Policies Lag Mobile Device DeploymentHow to Avoid 'Wild West' Environment
Many healthcare organizations are ramping up their use of mobile devices before they have appropriate privacy and security policies, procedures and technologies in place. That was one of the key messages at a half-day Mobile Device Roundtable hosted March 16 by the Department of Health and Human Services.
See Also: The Evolution of Email Security
"In a lot of cases, we're going back and catching up on the policies," says Lisa Gallagher, senior director of privacy and security at the Healthcare Information and Management Systems Society. Healthcare providers "are often deploying mobile devices before they are organizationally ready," she says, pointing to the results of a mobile device survey HIMSS recently conducted.
"The problem is, as mobile technology expands so rapidly, we're still trying to figure out how you can govern that," adds Steven Heilman, M.D., chief medical information officer at Norton Healthcare, a five-hospital system in Kentucky. "If you don't have policies, it becomes the wild west of healthcare."
He pointed to critical privacy issues, including physicians using unencrypted video conferencing when a patient is transferred from one facility to another as well as nurses using unsecure texting to discuss patients.
"Like it or not, mobile devices meant for a consumer marketplace ... are being increasingly used in healthcare," says Farzad Mostashari, who heads HHS's Office of the National Coordinator for Health IT. "We have to think not only about the possibilities, but also the potential perils."
One way to deal with potential perils is to make sure risk assessments adequately address the vulnerabilities of tablets, smart phones and other new mobile devices, says Susan McAndrew, deputy director for health information privacy at the HHS Office for Civil Rights, which enforces the HIPAA privacy and security rules.

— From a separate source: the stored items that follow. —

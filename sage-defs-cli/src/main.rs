//! sage-defs CLI
//!
//! Command-line interface for inspecting SAGE game asset-type definitions.

mod commands;
mod error;

use std::io::Write;
use std::path::PathBuf;

use clap::{Parser, Subcommand};
use owo_colors::OwoColorize;
use owo_colors::Stream::Stderr;

use sage_defs_lib::{AssetKind, DefinitionContext};

pub(crate) use error::CliError;

#[derive(Parser)]
#[command(name = "sage-defs")]
#[command(about = "Inspect SAGE game asset-type definitions", long_about = None)]
struct Cli {
    /// Tool root containing the Games folder (defaults to the configured root)
    #[arg(short, long, global = true)]
    root: Option<PathBuf>,

    /// Only print warnings and errors
    #[arg(short, long, global = true)]
    quiet: bool,

    #[command(subcommand)]
    command: Commands,
}

#[derive(Subcommand)]
enum Commands {
    /// List the games in the game manifest
    Games,

    /// Load a game's definitions and print a summary
    Load {
        /// Game id from the manifest (omit to load the empty "None" definition)
        game: Option<String>,
    },

    /// Print the inheritance tree of a game's asset types
    Tree {
        /// Game id from the manifest
        game: String,

        /// Namespace to print: plain or game
        #[arg(short, long, default_value = "plain")]
        kind: AssetKind,

        /// Only print the subtree rooted at this asset type
        #[arg(long)]
        root_type: Option<String>,
    },

    /// Manage the settings file
    Config {
        #[command(subcommand)]
        action: ConfigAction,
    },
}

#[derive(Subcommand)]
enum ConfigAction {
    /// Show the settings file, tool root and registry entries
    Show,

    /// Print the settings file path
    Path,

    /// Save the tool root in the settings file
    SetRoot {
        /// Directory containing the Games folder
        dir: PathBuf,
    },

    /// Remove the saved tool root
    ClearRoot,
}

fn main() {
    let cli = Cli::parse();
    init_logging(cli.quiet);

    let result = match cli.command {
        Commands::Games => {
            let ctx = DefinitionContext::from_settings(cli.root);
            commands::games::run_games(&ctx)
        }
        Commands::Load { game } => {
            let ctx = DefinitionContext::from_settings(cli.root);
            commands::load::run_load(&ctx, game.as_deref(), cli.quiet)
        }
        Commands::Tree {
            game,
            kind,
            root_type,
        } => {
            let ctx = DefinitionContext::from_settings(cli.root);
            commands::tree::run_tree(&ctx, &game, kind, root_type.as_deref())
        }
        Commands::Config { action } => match action {
            ConfigAction::Show => commands::config::run_config_show(cli.root),
            ConfigAction::Path => commands::config::run_config_path(),
            ConfigAction::SetRoot { dir } => commands::config::run_config_set_root(&dir),
            ConfigAction::ClearRoot => commands::config::run_config_clear_root(),
        },
    };

    if let Err(e) = result {
        eprintln!(
            "{} {}",
            "Error:".if_supports_color(Stderr, |t| t.red()),
            e
        );
        std::process::exit(1);
    }
}

/// Route `log` output to the terminal: plain lines for `info`, prefixed
/// lines for everything else. `RUST_LOG` overrides the default level.
fn init_logging(quiet: bool) {
    let default_level = if quiet { "warn" } else { "info" };
    env_logger::Builder::from_env(env_logger::Env::default().default_filter_or(default_level))
        .format(|buf, record| match record.level() {
            log::Level::Info => writeln!(buf, "{}", record.args()),
            level => writeln!(buf, "[{}] {}", level, record.args()),
        })
        .init();
}

/// Print an empty line through the logger.
pub(crate) fn log_blank() {
    log::info!("");
}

Healthcare organizations "need to use the same type of protections for mobile devices as they would for the main computers in the enterprise," she stresses.
McAndrew points out most of the major health information breaches reported so far have involved the loss or theft of unencrypted mobile devices or media. That's why encrypting any data stored on the devices is essential, she stresses.
What About Texting?
The explosion in the use of texting among physicians and nurses is creating new security issues. For example, some answering services send to a doctor's smart phone an unencrypted text message containing a patient's name, phone number and symptoms, which creates risks for privacy violations, notes Adam Kehler, quality and security specialist at the consultancy Quality Insights of Pennsylvania.

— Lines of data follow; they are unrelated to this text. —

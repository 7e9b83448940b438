use std::path::Path;
use std::time::Duration;

use indicatif::{ProgressBar, ProgressStyle};
use owo_colors::OwoColorize;
use owo_colors::Stream::Stdout;

use sage_defs_lib::{DefinitionContext, GameCatalog, GameDefinition};

use crate::CliError;

fn spinner(quiet: bool) -> ProgressBar {
    if quiet {
        return ProgressBar::hidden();
    }
    let style = ProgressStyle::with_template("  {spinner:.cyan} {msg}")
        .map(|style| style.tick_chars("/-\\|"))
        .unwrap_or_else(|_| ProgressStyle::default_spinner());
    let pb = ProgressBar::new_spinner();
    pb.set_style(style);
    pb.enable_steady_tick(Duration::from_millis(100));
    pb
}

/// Load one game (or the "None" definition) and print what was found.
pub(crate) fn run_load(
    ctx: &DefinitionContext,
    game: Option<&str>,
    quiet: bool,
) -> Result<(), CliError> {
    let catalog = GameCatalog::load(ctx)?;

    let pb = spinner(quiet);
    let mut files_parsed = 0usize;
    let result = catalog.select(game, ctx, |file_name| {
        files_parsed += 1;
        pb.set_message(format!("Parsing {file_name}"));
        true
    });
    pb.finish_and_clear();
    let definition = result?;

    print_summary(&definition, files_parsed);
    Ok(())
}

fn print_path(label: &str, path: Option<&Path>, missing: &str) {
    match path {
        Some(p) => log::info!(
            "  {} {}",
            format!("{label}:").if_supports_color(Stdout, |t| t.cyan()),
            p.display()
        ),
        None => log::info!(
            "  {} {}",
            format!("{label}:").if_supports_color(Stdout, |t| t.cyan()),
            missing.if_supports_color(Stdout, |t| t.dimmed())
        ),
    }
}

fn print_summary(definition: &GameDefinition, files_parsed: usize) {
    if definition.is_none() {
        log::info!(
            "{}",
            "No game selected: empty definition".if_supports_color(Stdout, |t| t.dimmed()),
        );
        return;
    }

    let inherits = match definition.inherit_definitions() {
        Some(base) => format!(" (inherits {base})"),
        None => String::new(),
    };
    log::info!(
        "{} {}{}",
        "Loaded".if_supports_color(Stdout, |t| t.green()),
        definition.id().if_supports_color(Stdout, |t| t.bold()),
        inherits,
    );
    crate::log_blank();

    print_path("Definitions", definition.definition_path(), "none");
    if definition.inherit_definitions().is_some() {
        print_path("Base definitions", definition.base_definition_path(), "none");
    }
    print_path("Mods folder", definition.doc_path(), "not registered");
    crate::log_blank();

    let assets = definition.assets();
    let linked = assets
        .asset_types()
        .chain(assets.game_asset_types())
        .filter(|node| node.superclass().is_some())
        .count();
    log::info!("  Files parsed: {}", files_parsed);
    log::info!("  Asset types: {}", assets.asset_types().count());
    log::info!("  Game asset types: {}", assets.game_asset_types().count());
    log::info!("  Linked to a superclass: {}", linked);

    if !definition.streams().is_empty() {
        crate::log_blank();
        log::info!("  Streams:");
        for stream in definition.streams() {
            let required = if stream.is_name_required {
                format!(" {}", "(name required)".if_supports_color(Stdout, |t| t.yellow()))
            } else {
                String::new()
            };
            log::info!(
                "    {} {}{}",
                stream.id.if_supports_color(Stdout, |t| t.bold()),
                stream.description.if_supports_color(Stdout, |t| t.dimmed()),
                required,
            );
        }
    }
}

"So a risk assessment has to go beyond just electronic health records" when sizing up risks to protected health information, he stresses.
While it investigates secure texting technologies, Adventist Health System has banned communicating patient-specific information through texting, says Sharon Finney, corporate data security officer at the 44-hospital system.
The BYOD Trend
A growing number of healthcare organizations are permitting the use of personally-owned tablets and smart phones for work purposes. A critical first step, however, is entering a detailed user agreement that defines their security responsibilities, says Gallagher of HIMSS.
The association offers a mobile security toolkit that includes a sample agreement.
Accommodating the bring-your-own-device trend is important, Gallagher says, because the strategy can slash costs. But educating users on mitigating risks is essential, she stresses.
At Adventist Health System, a majority of physicians have migrated from corporate-owned to personally-owned devices now that the organization has created a separate wireless network the physicians can use to access patient information, Finney notes.
Mobile Applications and Malware
Another area of risk involved in using the latest smart phones is exposure to malware, says Jacob DeLaRosa, M.D, a cardiovascular surgeon at the Portneuf Medical Center, Idaho State University. He recently downloaded an application designed to help him calculate the Body Mass Index that turned out to include a virus that automatically sent messages about Viagra to his contacts.
When selecting new apps, "you have to assume that they're not secure," Gallagher stresses. Healthcare organizations must test-drive all apps before clinicians are allowed to use them and must educate users on the necessary security provisions tied to new apps, she says.
The roundtable was designed to kick off an HHS effort to identify best practices for mobile device privacy and security. ONC is soliciting comments on the issue through March 30 on its website.
By year's end, HHS plans to offer videos, tip sheets and other guidance on security for mobile devices, says Joy Pritts, ONC's chief privacy officer. "Given the rapid adoption of mobile devices against the backdrop of the breach incidents reported, there's been a growing concern about the use of these devices because of their vulnerability," Pritts says. "The mobile device privacy and security good practices project is one of the ways we hope to address these concerns."